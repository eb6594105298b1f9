//! Command-line front end: wires the installer to a real asset
//! directory, a console retry prompt, and stderr failure reports.

use std::fs;
use std::io::{self, Write};
use std::path::PathBuf;
use std::process::ExitCode;

use anyhow::Context;
use clap::{Parser, Subcommand};
use tracing_subscriber::EnvFilter;

use rootstock_assets::DirSource;
use rootstock_install::{
    CrashReporter, FailurePrompt, InstallError, Installer, Outcome, PackageIndex, PrefixLayout,
    Recovery, StorageLocations, setup_storage_links,
};
use rootstock_links::LinkTables;

#[derive(Parser)]
#[command(name = "rootstock", version, about = "Materialize a bootstrap prefix tree")]
struct Cli {
    #[command(subcommand)]
    command: Command,
}

#[derive(Subcommand)]
enum Command {
    /// Install the prefix tree, or repair a partial one.
    Install(InstallArgs),
    /// Report whether the marker binary says the prefix is installed.
    Status(StatusArgs),
    /// Rebuild the shared-storage symlinks under home/storage.
    Storage(StorageArgs),
}

#[derive(clap::Args)]
struct InstallArgs {
    /// Root of the prefix tree to materialize.
    #[arg(long)]
    prefix: PathBuf,

    /// Directory holding the pre-placed payload files.
    #[arg(long)]
    payload: PathBuf,

    /// Directory holding the asset tree and package archives.
    #[arg(long)]
    assets: PathBuf,

    /// Subtree of the asset directory to mirror into the prefix.
    #[arg(long, default_value = "")]
    asset_root: String,

    /// JSON package index. Without it no packages are installed.
    #[arg(long)]
    index: Option<PathBuf>,

    /// JSON link tables overriding the built-in ones.
    #[arg(long)]
    tables: Option<PathBuf>,

    /// Marker binary name; skips the run when bin/<NAME> is executable.
    #[arg(long)]
    marker: Option<String>,

    /// Script sourced from the generated profile when present.
    #[arg(long)]
    profile_override: Option<PathBuf>,

    /// Extra KEY=VALUE pairs for the environment file.
    #[arg(long = "env", value_name = "KEY=VALUE")]
    env: Vec<String>,

    /// Abort on failure instead of prompting for a retry.
    #[arg(long)]
    non_interactive: bool,
}

#[derive(clap::Args)]
struct StatusArgs {
    #[arg(long)]
    prefix: PathBuf,

    #[arg(long)]
    marker: String,
}

#[derive(clap::Args)]
struct StorageArgs {
    #[arg(long)]
    prefix: PathBuf,

    /// NAME=TARGET pairs to link under home/storage.
    #[arg(long = "link", value_name = "NAME=TARGET")]
    links: Vec<String>,
}

/// Asks on the terminal whether to wipe and retry.
struct ConsolePrompt;

impl FailurePrompt for ConsolePrompt {
    fn choose(&self, error: &InstallError) -> Recovery {
        eprintln!("install failed: {error}");
        eprint!("wipe the prefix and retry? [y/N] ");
        let _ = io::stderr().flush();

        let mut line = String::new();
        if io::stdin().read_line(&mut line).is_err() {
            return Recovery::Abort;
        }
        match line.trim() {
            "y" | "Y" | "yes" => Recovery::Retry,
            _ => Recovery::Abort,
        }
    }
}

struct StderrReporter;

impl CrashReporter for StderrReporter {
    fn report(&self, error: &InstallError) {
        eprintln!("error: {error}");
        let mut source = std::error::Error::source(error);
        while let Some(cause) = source {
            eprintln!("  caused by: {cause}");
            source = cause.source();
        }
    }
}

struct PairLocations(Vec<(String, PathBuf)>);

impl StorageLocations for PairLocations {
    fn locations(&self) -> Vec<(String, PathBuf)> {
        self.0.clone()
    }
}

fn split_pair(raw: &str, what: &str) -> anyhow::Result<(String, String)> {
    raw.split_once('=')
        .map(|(k, v)| (k.to_string(), v.to_string()))
        .with_context(|| format!("invalid {what} '{raw}': expected KEY=VALUE"))
}

fn build_installer(args: &InstallArgs) -> anyhow::Result<Installer> {
    let mut installer = Installer::new(
        PrefixLayout::new(&args.prefix),
        &args.payload,
        Box::new(DirSource::new(&args.assets)),
    )
    .with_asset_root(args.asset_root.clone());

    if let Some(path) = &args.index {
        let json = fs::read_to_string(path)
            .with_context(|| format!("failed to read package index {}", path.display()))?;
        let index = PackageIndex::parse(&json)
            .with_context(|| format!("failed to parse package index {}", path.display()))?;
        installer = installer.with_index(index);
    }

    if let Some(path) = &args.tables {
        let json = fs::read_to_string(path)
            .with_context(|| format!("failed to read link tables {}", path.display()))?;
        let tables = LinkTables::from_json(json.as_bytes())
            .with_context(|| format!("failed to parse link tables {}", path.display()))?;
        installer = installer.with_tables(tables);
    }

    if let Some(marker) = &args.marker {
        installer = installer.with_marker(marker.clone());
    }
    if let Some(path) = &args.profile_override {
        installer = installer.with_profile_override(path.clone());
    }

    let mut host_env = Vec::with_capacity(args.env.len());
    for raw in &args.env {
        host_env.push(split_pair(raw, "environment entry")?);
    }
    Ok(installer.with_host_env(host_env))
}

fn run_install(args: &InstallArgs) -> anyhow::Result<ExitCode> {
    let installer = build_installer(args)?;
    tracing::info!(prefix = %args.prefix.display(), "starting install");

    let outcome = if args.non_interactive {
        installer.run_with_recovery(&rootstock_install::AbortPrompt, &StderrReporter)
    } else {
        installer.run_with_recovery(&ConsolePrompt, &StderrReporter)
    };

    Ok(match outcome {
        Outcome::Completed => {
            println!("installed {}", args.prefix.display());
            ExitCode::SUCCESS
        }
        Outcome::AlreadyInstalled => {
            println!("already installed {}", args.prefix.display());
            ExitCode::SUCCESS
        }
        Outcome::PreflightFailed(reason) => {
            eprintln!("cannot install: {reason}");
            ExitCode::FAILURE
        }
        Outcome::Aborted => {
            eprintln!("aborted");
            ExitCode::from(2)
        }
    })
}

fn run_status(args: &StatusArgs) -> ExitCode {
    let layout = PrefixLayout::new(&args.prefix);
    let marker = layout.marker_binary(&args.marker);
    let installed = fs::metadata(&marker).is_ok_and(|meta| {
        use std::os::unix::fs::PermissionsExt;
        meta.is_file() && meta.permissions().mode() & 0o111 != 0
    });

    if installed {
        println!("installed");
        ExitCode::SUCCESS
    } else {
        println!("not installed");
        ExitCode::FAILURE
    }
}

fn run_storage(args: &StorageArgs) -> anyhow::Result<ExitCode> {
    let mut locations = Vec::with_capacity(args.links.len());
    for raw in &args.links {
        let (name, target) = split_pair(raw, "storage link")?;
        locations.push((name, PathBuf::from(target)));
    }

    let layout = PrefixLayout::new(&args.prefix);
    let created = setup_storage_links(&layout, &PairLocations(locations), &StderrReporter);
    println!("linked {created} storage locations");
    Ok(ExitCode::SUCCESS)
}

fn main() -> ExitCode {
    tracing_subscriber::fmt()
        .with_env_filter(EnvFilter::try_from_default_env().unwrap_or_else(|_| EnvFilter::new("info")))
        .with_writer(io::stderr)
        .init();

    let cli = Cli::parse();
    let result = match &cli.command {
        Command::Install(args) => run_install(args),
        Command::Status(args) => Ok(run_status(args)),
        Command::Storage(args) => run_storage(args),
    };

    match result {
        Ok(code) => code,
        Err(err) => {
            eprintln!("error: {err:#}");
            ExitCode::FAILURE
        }
    }
}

____

Whatever lines appear above, reproduce every one of them exactly.

| Answer to the exercise |
repository eb6594105298b1f9
//! Command-line front end: wires the installer to a real asset
//! directory, a console retry prompt, and stderr failure reports.

use std::fs;
use std::io::{self, Write};
use std::path::PathBuf;
use std::process::ExitCode;

use anyhow::Context;
use clap::{Parser, Subcommand};
use tracing_subscriber::EnvFilter;

use rootstock_assets::DirSource;
use rootstock_install::{
    CrashReporter, FailurePrompt, InstallError, Installer, Outcome, PackageIndex, PrefixLayout,
    Recovery, StorageLocations, setup_storage_links,
};
use rootstock_links::LinkTables;

#[derive(Parser)]
#[command(name = "rootstock", version, about = "Materialize a bootstrap prefix tree")]
struct Cli {
    #[command(subcommand)]
    command: Command,
}

#[derive(Subcommand)]
enum Command {
    /// Install the prefix tree, or repair a partial one.
    Install(InstallArgs),
    /// Report whether the marker binary says the prefix is installed.
    Status(StatusArgs),
    /// Rebuild the shared-storage symlinks under home/storage.
    Storage(StorageArgs),
}

#[derive(clap::Args)]
struct InstallArgs {
    /// Root of the prefix tree to materialize.
    #[arg(long)]
    prefix: PathBuf,

    /// Directory holding the pre-placed payload files.
    #[arg(long)]
    payload: PathBuf,

    /// Directory holding the asset tree and package archives.
    #[arg(long)]
    assets: PathBuf,

    /// Subtree of the asset directory to mirror into the prefix.
    #[arg(long, default_value = "")]
    asset_root: String,

    /// JSON package index. Without it no packages are installed.
    #[arg(long)]
    index: Option<PathBuf>,

    /// JSON link tables overriding the built-in ones.
    #[arg(long)]
    tables: Option<PathBuf>,

    /// Marker binary name; skips the run when bin/<NAME> is executable.
    #[arg(long)]
    marker: Option<String>,

    /// Script sourced from the generated profile when present.
    #[arg(long)]
    profile_override: Option<PathBuf>,

    /// Extra KEY=VALUE pairs for the environment file.
    #[arg(long = "env", value_name = "KEY=VALUE")]
    env: Vec<String>,

    /// Abort on failure instead of prompting for a retry.
    #[arg(long)]
    non_interactive: bool,
}

#[derive(clap::Args)]
struct StatusArgs {
    #[arg(long)]
    prefix: PathBuf,

    #[arg(long)]
    marker: String,
}

#[derive(clap::Args)]
struct StorageArgs {
    #[arg(long)]
    prefix: PathBuf,

    /// NAME=TARGET pairs to link under home/storage.
    #[arg(long = "link", value_name = "NAME=TARGET")]
    links: Vec<String>,
}

/// Asks on the terminal whether to wipe and retry.
struct ConsolePrompt;

impl FailurePrompt for ConsolePrompt {
    fn choose(&self, error: &InstallError) -> Recovery {
        eprintln!("install failed: {error}");
        eprint!("wipe the prefix and retry? [y/N] ");
        let _ = io::stderr().flush();

        let mut line = String::new();
        if io::stdin().read_line(&mut line).is_err() {
            return Recovery::Abort;
        }
        match line.trim() {
            "y" | "Y" | "yes" => Recovery::Retry,
            _ => Recovery::Abort,
        }
    }
}

struct StderrReporter;

impl CrashReporter for StderrReporter {
    fn report(&self, error: &InstallError) {
        eprintln!("error: {error}");
        let mut source = std::error::Error::source(error);
        while let Some(cause) = source {
            eprintln!("  caused by: {cause}");
            source = cause.source();
        }
    }
}

struct PairLocations(Vec<(String, PathBuf)>);

impl StorageLocations for PairLocations {
    fn locations(&self) -> Vec<(String, PathBuf)> {
        self.0.clone()
    }
}

fn split_pair(raw: &str, what: &str) -> anyhow::Result<(String, String)> {
    raw.split_once('=')
        .map(|(k, v)| (k.to_string(), v.to_string()))
        .with_context(|| format!("invalid {what} '{raw}': expected KEY=VALUE"))
}

fn build_installer(args: &InstallArgs) -> anyhow::Result<Installer> {
    let mut installer = Installer::new(
        PrefixLayout::new(&args.prefix),
        &args.payload,
        Box::new(DirSource::new(&args.assets)),
    )
    .with_asset_root(args.asset_root.clone());

    if let Some(path) = &args.index {
        let json = fs::read_to_string(path)
            .with_context(|| format!("failed to read package index {}", path.display()))?;
        let index = PackageIndex::parse(&json)
            .with_context(|| format!("failed to parse package index {}", path.display()))?;
        installer = installer.with_index(index);
    }

    if let Some(path) = &args.tables {
        let json = fs::read_to_string(path)
            .with_context(|| format!("failed to read link tables {}", path.display()))?;
        let tables = LinkTables::from_json(json.as_bytes())
            .with_context(|| format!("failed to parse link tables {}", path.display()))?;
        installer = installer.with_tables(tables);
    }

    if let Some(marker) = &args.marker {
        installer = installer.with_marker(marker.clone());
    }
    if let Some(path) = &args.profile_override {
        installer = installer.with_profile_override(path.clone());
    }

    let mut host_env = Vec::with_capacity(args.env.len());
    for raw in &args.env {
        host_env.push(split_pair(raw, "environment entry")?);
    }
    Ok(installer.with_host_env(host_env))
}

fn run_install(args: &InstallArgs) -> anyhow::Result<ExitCode> {
    let installer = build_installer(args)?;
    tracing::info!(prefix = %args.prefix.display(), "starting install");

    let outcome = if args.non_interactive {
        installer.run_with_recovery(&rootstock_install::AbortPrompt, &StderrReporter)
    } else {
        installer.run_with_recovery(&ConsolePrompt, &StderrReporter)
    };

    Ok(match outcome {
        Outcome::Completed => {
            println!("installed {}", args.prefix.display());
            ExitCode::SUCCESS
        }
        Outcome::AlreadyInstalled => {
            println!("already installed {}", args.prefix.display());
            ExitCode::SUCCESS
        }
        Outcome::PreflightFailed(reason) => {
            eprintln!("cannot install: {reason}");
            ExitCode::FAILURE
        }
        Outcome::Aborted => {
            eprintln!("aborted");
            ExitCode::from(2)
        }
    })
}

fn run_status(args: &StatusArgs) -> ExitCode {
    let layout = PrefixLayout::new(&args.prefix);
    let marker = layout.marker_binary(&args.marker);
    let installed = fs::metadata(&marker).is_ok_and(|meta| {
        use std::os::unix::fs::PermissionsExt;
        meta.is_file() && meta.permissions().mode() & 0o111 != 0
    });

    if installed {
        println!("installed");
        ExitCode::SUCCESS
    } else {
        println!("not installed");
        ExitCode::FAILURE
    }
}

fn run_storage(args: &StorageArgs) -> anyhow::Result<ExitCode> {
    let mut locations = Vec::with_capacity(args.links.len());
    for raw in &args.links {
        let (name, target) = split_pair(raw, "storage link")?;
        locations.push((name, PathBuf::from(target)));
    }

    let layout = PrefixLayout::new(&args.prefix);
    let created = setup_storage_links(&layout, &PairLocations(locations), &StderrReporter);
    println!("linked {created} storage locations");
    Ok(ExitCode::SUCCESS)
}

fn main() -> ExitCode {
    tracing_subscriber::fmt()
        .with_env_filter(EnvFilter::try_from_default_env().unwrap_or_else(|_| EnvFilter::new("info")))
        .with_writer(io::stderr)
        .init();

    let cli = Cli::parse();
    let result = match &cli.command {
        Command::Install(args) => run_install(args),
        Command::Status(args) => Ok(run_status(args)),
        Command::Storage(args) => run_storage(args),
    };

    match result {
        Ok(code) => code,
        Err(err) => {
            eprintln!("error: {err:#}");
            ExitCode::FAILURE
        }
    }
}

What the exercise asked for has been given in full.